Classic Shell Scripting - Arnold Robbins [34]
Figure 3-1. Reading a complicated regular expression
The upshot is that this single regular expression matches multiple successive occurrences of either read or write, possibly separated by whitespace characters.
The use of a * after the [[:space:]] is something of a judgment call. By using a * and not a +, the match gets words at the end of a line (or string). However, this opens up the possibility of matching words with no intervening whitespace at all. Crafting regular expressions often requires such judgment calls. How you build your regular expressions will depend on both your input data and what you need to do with that data.
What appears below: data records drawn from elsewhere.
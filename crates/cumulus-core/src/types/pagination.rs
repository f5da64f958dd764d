//! Pagination types for list endpoints.

use serde::{Deserialize, Serialize};

/// Default number of items returned by list endpoints.
const DEFAULT_LIMIT: u32 = 50;
/// Maximum number of items returned by list endpoints.
const MAX_LIMIT: u32 = 200;

/// Limit/offset window for paginated queries, newest-first.
#[derive(Debug, Clone, Copy, Serialize, Deserialize)]
pub struct ListRange {
    /// Maximum number of items to return.
    #[serde(default = "default_limit")]
    pub limit: u32,
    /// Number of items to skip.
    #[serde(default)]
    pub offset: u32,
}

impl ListRange {
    /// Create a new range, clamping the limit to the allowed maximum.
    pub fn new(limit: u32, offset: u32) -> Self {
        Self {
            limit: limit.clamp(1, MAX_LIMIT),
            offset,
        }
    }

    /// The SQL `LIMIT` value.
    pub fn limit(&self) -> i64 {
        i64::from(self.limit.clamp(1, MAX_LIMIT))
    }

    /// The SQL `OFFSET` value.
    pub fn offset(&self) -> i64 {
        i64::from(self.offset)
    }
}

impl Default for ListRange {
    fn default() -> Self {
        Self {
            limit: DEFAULT_LIMIT,
            offset: 0,
        }
    }
}

/// Windowed response wrapper for list endpoints.
#[derive(Debug, Clone, Serialize, Deserialize)]
pub struct Page<T> {
    /// The items in this window.
    pub items: Vec<T>,
    /// Total number of matching items.
    pub total: u64,
    /// The limit that was applied.
    pub limit: u32,
    /// The offset that was applied.
    pub offset: u32,
}

impl<T> Page<T> {
    /// Create a new page from a result window.
    pub fn new(items: Vec<T>, total: u64, range: &ListRange) -> Self {
        Self {
            items,
            total,
            limit: range.limit,
            offset: range.offset,
        }
    }
}

fn default_limit() -> u32 {
    DEFAULT_LIMIT
}

#[cfg(test)]
mod tests {
    use super::*;

    #[test]
    fn test_limit_is_clamped() {
        let range = ListRange::new(10_000, 0);
        assert_eq!(range.limit, MAX_LIMIT);
        assert_eq!(ListRange::new(0, 0).limit, 1);
    }

    #[test]
    fn test_defaults() {
        let range = ListRange::default();
        assert_eq!(range.limit, DEFAULT_LIMIT);
        assert_eq!(range.offset, 0);
    }
}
Finally, grouping is helpful when using alternation together with the ^ and $ anchor characters. Because | has the lowest precedence of all the operators, the regular expression ^abcd|efgh$ means "match abcd at the beginning of the string, or match efgh at the end of the string." This is different from ^(abcd|efgh)$, which means "match a string containing exactly abcd or exactly efgh."
Anchoring text matches
The ^ and $ have the same meaning as in BREs: anchor the regular expression to the beginning or end of the text string (or line). There is one significant difference, though. In EREs, ^ and $ are always metacharacters. Thus, regular expressions such as ab^cd and ef$gh are valid, but cannot match anything, since the text preceding the ^ and the text following the $ prevent them from matching "the beginning of the string" and "the end of the string," respectively. As with the other metacharacters, they do lose their special meaning inside bracket expressions.
ERE operator precedence
Operator precedence applies to EREs as it does to BREs. Table 3-6 provides the precedence for the ERE operators, from highest to lowest.
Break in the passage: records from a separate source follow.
//! # cumulus-api
//!
//! HTTP API layer for Cumulus. Thin glue: handlers translate between JSON
//! and the service layer; every decision about ownership, paths, shares,
//! and auditing is made below this crate.

pub mod dto;
pub mod error;
pub mod extractors;
pub mod handlers;
pub mod router;
pub mod state;

pub use error::ApiError;
pub use router::build_router;
pub use state::AppState;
Table 3-6. ERE operator precedence from highest to lowest
Operator
Meaning
[. .] [= =] [: :]
Bracket symbols for character collation
\ metacharacter
Escaped metacharacters
[ ]
Bracket expressions
( )
Grouping
* + ? { }
Repetition of the preceding regular expression
no symbol
Concatenation
^ $
Anchors
|
Alternation
Regular Expression Extensions
Many programs provide extensions to regular expression syntax. Typically, such extensions take the form of a backslash followed by an additional character, to create new operators. This is similar to the use of a backslash in \(...\) and \{...\} in POSIX BREs.
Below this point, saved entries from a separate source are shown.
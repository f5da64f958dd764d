//! Activity log entry entity model.

use chrono::{DateTime, Utc};
use serde::{Deserialize, Serialize};
use sqlx::FromRow;
use uuid::Uuid;

use crate::resource::ResourceType;

/// The action an activity record describes.
#[derive(Debug, Clone, Copy, PartialEq, Eq, Hash, Serialize, Deserialize, sqlx::Type)]
#[sqlx(type_name = "activity_action", rename_all = "snake_case")]
#[serde(rename_all = "snake_case")]
pub enum ActivityAction {
    /// A file was uploaded.
    Upload,
    /// A file was downloaded.
    Download,
    /// A file was renamed.
    Rename,
    /// A file was moved to a different folder.
    Move,
    /// A file was deleted.
    Delete,
    /// A file was shared.
    Share,
    /// A file share was revoked.
    Unshare,
    /// A folder was created.
    CreateFolder,
    /// A folder was renamed.
    RenameFolder,
    /// A folder was deleted.
    DeleteFolder,
    /// A folder was shared.
    ShareFolder,
    /// A folder share was revoked.
    UnshareFolder,
}

/// An immutable audit log entry recording one state-changing action.
///
/// Entries are append-only; the only deletion path is age-based retention
/// pruning.
#[derive(Debug, Clone, Serialize, Deserialize, FromRow)]
pub struct ActivityRecord {
    /// Unique entry identifier.
    pub id: Uuid,
    /// The user who performed the action.
    pub user_id: Uuid,
    /// The action that was performed.
    pub action: ActivityAction,
    /// The target resource ID.
    pub target_id: Uuid,
    /// The target's name at the time of the action.
    pub target_name: String,
    /// The type of the target resource.
    pub target_type: ResourceType,
    /// Additional free-text details (e.g., `"old → new"` for renames).
    pub details: Option<String>,
    /// When the action occurred.
    pub created_at: DateTime<Utc>,
}

/// Data required to append a new activity record.
#[derive(Debug, Clone, Serialize, Deserialize)]
pub struct CreateActivity {
    /// The acting user.
    pub user_id: Uuid,
    /// The action performed.
    pub action: ActivityAction,
    /// The target resource ID.
    pub target_id: Uuid,
    /// The target's name.
    pub target_name: String,
    /// The target's type.
    pub target_type: ResourceType,
    /// Additional details.
    pub details: Option<String>,
}

impl CreateActivity {
    /// Shorthand for the common detail-less entry.
    pub fn new(
        user_id: Uuid,
        action: ActivityAction,
        target_id: Uuid,
        target_name: impl Into<String>,
        target_type: ResourceType,
    ) -> Self {
        Self {
            user_id,
            action,
            target_id,
            target_name: target_name.into(),
            target_type,
            details: None,
        }
    }

    /// Attach free-text details.
    pub fn with_details(mut self, details: impl Into<String>) -> Self {
        self.details = Some(details.into());
        self
    }
}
The most common extensions are the operators \< and \>, which match the beginning and end of a "word," respectively. Words are made up of letters, digits, and underscores. We call such characters word-constituent.
The beginning of a word occurs at either the beginning of a line or the first word-constituent character following a nonword-constituent character. Similarly, the end of a word occurs at the end of a line, or after the last word-constituent character before a nonword-constituent one.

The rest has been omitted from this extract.